Jürgen Eggert hat den Unrechtsstaat DDR am eigenen Leib erlebt. Der 75-Jährige kehrt regelmässig an den Ort zurück, der ihn als junger Mann für sein restliches Leben prägte.

Wir wollten den Sozialismus überhaupt nicht.
Autor: Jürgen Eggert Ehemaliger Stasi-Häftling

Er führt Besucher durch das Gefängnis, das heute eine Gedenkstätte ist. Als Zeitzeuge erzählt Eggert, was er und Tausende andere hier erlebt hatten.

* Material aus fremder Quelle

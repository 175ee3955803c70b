//! Terratile CLI - Command-line interface
//!
//! Builds terrain meshes for blocks of tiles read from a local tile
//! directory, generates synthetic tile directories, and inspects the
//! configuration.

mod commands;
mod error;

use std::path::PathBuf;

use clap::{Parser, Subcommand};
use terratile::config::{config_file_path, ConfigFile};
use terratile::logging::{init_logging, LoggingGuard};

use commands::config::ConfigCommands;
use commands::generate::GenerateArgs;
use commands::mesh::MeshArgs;
use commands::neighbors::NeighborsArgs;
use error::CliError;

#[derive(Parser)]
#[command(name = "terratile")]
#[command(version)]
#[command(about = "Terrain meshes from map tiles", long_about = None)]
struct Cli {
    /// Configuration file (defaults to ~/.terratile/config.ini)
    #[arg(long, global = true)]
    config: Option<PathBuf>,

    /// Enable debug logging
    #[arg(short, long, global = true)]
    verbose: bool,

    #[command(subcommand)]
    command: Commands,
}

#[derive(Subcommand)]
enum Commands {
    /// Load a block of tiles and build their terrain meshes
    Mesh(MeshArgs),

    /// Write a synthetic tile directory usable with `mesh`
    Generate(GenerateArgs),

    /// Print the eight neighbours of a tile
    Neighbors(NeighborsArgs),

    /// Inspect the configuration file
    #[command(subcommand)]
    Config(ConfigCommands),
}

fn main() {
    let cli = Cli::parse();

    if let Err(e) = run(cli) {
        e.exit();
    }
}

fn run(cli: Cli) -> Result<(), CliError> {
    let config_path = cli.config.unwrap_or_else(config_file_path);

    match cli.command {
        Commands::Mesh(args) => {
            let config = ConfigFile::load_from(&config_path)?;
            let _guard = start_logging(&config, cli.verbose)?;
            commands::mesh::run(args, config.terrain)
        }
        Commands::Generate(args) => {
            let config = ConfigFile::load_from(&config_path)?;
            let _guard = start_logging(&config, cli.verbose)?;
            commands::generate::run(args, &config.terrain)
        }
        Commands::Neighbors(args) => commands::neighbors::run(args),
        Commands::Config(command) => commands::config::run(command, &config_path),
    }
}

fn start_logging(config: &ConfigFile, verbose: bool) -> Result<LoggingGuard, CliError> {
    let filter = if verbose {
        "terratile=debug"
    } else {
        "terratile=info"
    };
    init_logging(&config.logging.directory, &config.logging.file, filter)
        .map_err(|e| CliError::LoggingInit(e.to_string()))
}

Die Eingangstüren von den Stasi-Gefängnis.
Legende: Die Einzelzellen waren 7,5 Quadrat­meter gross, mit Waschbecken und freistehendem WC. mauritius images / Ukraft / Alamy

Eggert erinnert sich noch genau an seine Verhaftung: «Es war am 10. November. Da stand morgens die Stasi an meinem Bett – um halb sieben – und hat mich verhaftet.» Den ersten Tag verbrachte er im Keller der Stasi-Behörde in Greifswald. Dann wurde er nach Rostock verlegt.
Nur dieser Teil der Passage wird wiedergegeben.